Et puis il y a l’autre chose : oh, l’argent derrière et avant tout ! Non seulement « l’équipe indienne » a laissé tomber les masses et les classes moyennes, mais elle a même causé des pertes impardonnables à l’État corporatif et aux canaux médiatiques qui le rendent visible et puissant. En effet, les dommages causés aux revenus publicitaires et à la pléthore d'emplois auxiliaires générés par ceux-ci doivent être insupportables – certainement plus insupportables, semble-t-il, que les viols, les atrocités de caste ou les suicides d'agriculteurs. Il faut en conclure qu'aucun « terroriste », ni aucune classe ouvrière, organisée ou non, n'a fait plus de mal aux bénéfices des entreprises que nos onze chevaliers en bleu brillant, sur quoi le logo national (ou s'agit-il d'une bande de sponsor ?) reste désormais suspendu. -perfidie de chien.

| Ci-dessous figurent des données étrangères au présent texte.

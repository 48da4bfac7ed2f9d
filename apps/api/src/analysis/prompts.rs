// Fixed prompt constants for the three analysis endpoints. Each prompt asks
// the model for a specific JSON shape; the shape is requested, not enforced,
// so callers must sanitize and validate the reply.

use crate::models::analysis::AnalysisKind;

/// Career-path prompt — requests an array of career stages.
pub const CAREER_PATH_PROMPT: &str = r#"Based on the provided resume, generate a detailed career progression path for the candidate.
Please include:
- Role titles (e.g., Junior Developer, Senior Developer, Tech Lead).
- Recommended years of experience for each step (e.g., 0-2 years for Junior Developer).
Provide the response as a JSON array so each entry can be rendered directly, with the following structure.
Just give this, do not give any extra detail:
[
  {
    "title": "Junior Developer",
    "experience": "0-2 years"
  },
  {
    "title": "Senior Developer",
    "experience": "3-5 years"
  },
  {
    "title": "Tech Lead",
    "experience": "5+ years"
  }
]"#;

/// Recommendation prompt — requests the full career-analysis bundle.
pub const RECOMMENDATION_PROMPT: &str = r#"Based on the provided resume, generate a detailed career analysis with the following structure:
{
  "recommendation": {
    "role": "string",
    "description": "string",
    "matchScore": number,
    "keySkills": string[],
    "salary": {
      "min": number,
      "max": number,
      "currency": "USD"
    }
  },
  "actionPlan": [
    {
      "id": number,
      "task": "string",
      "completed": boolean,
      "priority": "high" | "medium" | "low"
    }
  ],
  "careerProgress": {
    "currentStage": "string",
    "stageProgress": number,
    "nextMilestone": "string",
    "timeToNextLevel": "string"
  },
  "skillGaps": string[],
  "recommendedCourses": [
    {
      "title": "string",
      "provider": "string",
      "duration": "string",
      "level": "string"
    }
  ]
}

Ensure all responses strictly follow this JSON structure."#;

/// Job-match prompt — requests an array of matched openings.
pub const JOB_MATCH_PROMPT: &str = r#"Based on the provided resume, suggest companies and roles that fit the candidate's skills and experience.
Provide the response as a JSON array so each match can be rendered directly, with the following structure.
Just give this, do not give any extra detail:
[
  {
    "company": "string",
    "role": "string",
    "matchScore": number,
    "experience": "string",
    "matchedSkills": string[]
  }
]"#;

pub fn prompt_for(kind: AnalysisKind) -> &'static str {
    match kind {
        AnalysisKind::CareerPath => CAREER_PATH_PROMPT,
        AnalysisKind::Recommendations => RECOMMENDATION_PROMPT,
        AnalysisKind::JobMatches => JOB_MATCH_PROMPT,
    }
}
mod analysis;
mod client;
mod config;
mod errors;
mod gemini;
mod models;
mod routes;
mod sanitize;
mod state;

use std::net::SocketAddr;
use std::path::PathBuf;
use std::sync::Arc;

use anyhow::Result;
use clap::{Parser, Subcommand};
use tower_http::{cors::CorsLayer, trace::TraceLayer};
use tracing::{error, info};
use tracing_subscriber::{layer::SubscriberExt, util::SubscriberInitExt, EnvFilter};

use crate::analysis::ingest::{MIME_DOCX, MIME_PDF};
use crate::client::pages::{AnalysisPage, PageState};
use crate::client::staging::StagedResume;
use crate::config::Config;
use crate::gemini::GeminiAnalyzer;
use crate::routes::build_router;
use crate::state::AppState;

#[derive(Parser)]
#[command(about = "CareerLens resume-analysis service")]
struct Cli {
    #[command(subcommand)]
    command: Option<Command>,
}

#[derive(Subcommand)]
enum Command {
    /// Start the API server (the default).
    Serve,
    /// Stage a resume and run the three analysis flows against a running
    /// server at BASE_URL.
    Analyze { file: PathBuf },
}

#[tokio::main]
async fn main() -> Result<()> {
    let cli = Cli::parse();
    let config = Config::from_env()?;

    // Initialize structured logging
    tracing_subscriber::registry()
        .with(EnvFilter::try_from_default_env().unwrap_or_else(|_| {
            EnvFilter::new(format!("{}={}", env!("CARGO_CRATE_NAME"), &config.rust_log))
        }))
        .with(tracing_subscriber::fmt::layer())
        .init();

    match cli.command.unwrap_or(Command::Serve) {
        Command::Serve => serve(config).await,
        Command::Analyze { file } => analyze(config, file).await,
    }
}

async fn serve(config: Config) -> Result<()> {
    info!("Starting CareerLens API v{}", env!("CARGO_PKG_VERSION"));

    let analyzer = Arc::new(GeminiAnalyzer::new(config.gemini_api_key.clone()));
    info!("Gemini analyzer initialized (model: {})", gemini::MODEL);

    let state = AppState {
        analyzer,
        config: config.clone(),
    };

    let app = build_router(state)
        .layer(TraceLayer::new_for_http())
        .layer(CorsLayer::permissive()); // TODO: tighten CORS in production

    let addr: SocketAddr = format!("0.0.0.0:{}", config.port).parse()?;
    info!("Listening on {addr}");

    let listener = tokio::net::TcpListener::bind(addr).await?;
    axum::serve(listener, app).await?;

    Ok(())
}

/// Headless run of the upload → page flow handoff: stages the file once and
/// mounts each of the three views against the configured server, printing
/// the typed results.
async fn analyze(config: Config, file: PathBuf) -> Result<()> {
    let mime_type = match file.extension().and_then(|e| e.to_str()) {
        Some("pdf") => MIME_PDF,
        Some("docx") => MIME_DOCX,
        _ => anyhow::bail!("Only PDF and DOCX files are supported"),
    };
    let name = file
        .file_name()
        .and_then(|n| n.to_str())
        .unwrap_or("resume")
        .to_string();
    let bytes = std::fs::read(&file)?;

    let staged = StagedResume::from_bytes(&name, mime_type, &bytes);
    info!("Staged {} ({} bytes)", staged.name, staged.size_bytes);

    let http = reqwest::Client::new();
    let pages = [
        AnalysisPage::career_path(),
        AnalysisPage::recommendations(),
        AnalysisPage::job_matches(),
    ];

    for mut page in pages {
        page.mount(&http, &config.base_url, Some(&staged)).await;
        match page.state {
            PageState::Ready(result) => println!("{}", serde_json::to_string_pretty(&result)?),
            PageState::Failed(message) => error!("Analysis failed: {message}"),
            PageState::Loading => unreachable!("mount always settles the page"),
        }
    }

    Ok(())
}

Quant à la BCCI (à savoir le Conseil de contrôle du cricket en Inde) – une organisation (le jeu de mots) dont les revenus doivent dépasser ceux de certains États indiens – que fait-elle maintenant, sans vainqueurs pour émerger ? son minou ? En effet, attendez que le Parlement indien bruyant, régulièrement entravé par la mobocratie interne de la rue, se réunisse à nouveau : « l’équipe Inde » sera son principal programme. Sa reddition timide face au Bangladesh et au Sri Lanka ne peut être interprétée que comme un autre aspect de l'indifférence de l'État à l'égard de la sécurité nationale. Et le pauvre ministre de l’Agriculture, qui est également à la tête de la BCCI, aura besoin de toute la protection possible. On ne sait pas quelles formes de châtiment seront recommandées pour le ministre en chef errant ; on peut supposer qu’il lui sera demandé de démissionner. La CBI sera-t-elle chargée d'enquêter sur l'affaiblissement de l'allégeance de « l'équipe indienne » à l'intérêt national ? Tout à fait envisageable. Quant à l'entraîneur étranger de « l'équipe indienne », sera-t-il simplement renvoyé ou un conflit diplomatique avec son pays d'origine, l'Australie, sera-t-il également justifié ? Après tout, si l'Australie gagnait la Coupe, comme c'est plus que probable, l'entraîneur australien de « l'équipe indienne » pourrait-il être accusé de sabotage interne ? Qui sait, c'est l'Inde.
En attendant, vous vous demandez peut-être de quoi s’agit-il ? Vous pensez peut-être que le cricket n’est qu’un simple sport ; vous pourriez faire sourciller devant la qualité et le statut de l'image que l'Inde a d'elle-même, en nous conseillant d'oublier un ou deux matchs perdus et de commencer à nous occuper de questions plus importantes. En effet, vous pouvez faire tout cela et prouver que vous êtes ainsi, sinon un ennemi du peuple, du moins de l’État corporatif. Dans ce cas, vous deviendrez un suspect chez vous ou un candidat à l'extradition.
Le fait est qu’avec si peu d’autres moyens de s’appuyer, la capitulation antinationale de « l’équipe indienne » laisse une nation entière dans les limbes. Et si même l’accord sur les 123 armes nucléaires avec l’Oncle Sam échouait ? Comment alors persuader le monde que nous sommes une superpuissance ? Et n’oubliez pas qu’il n’y a pas de déjeuner gratuit.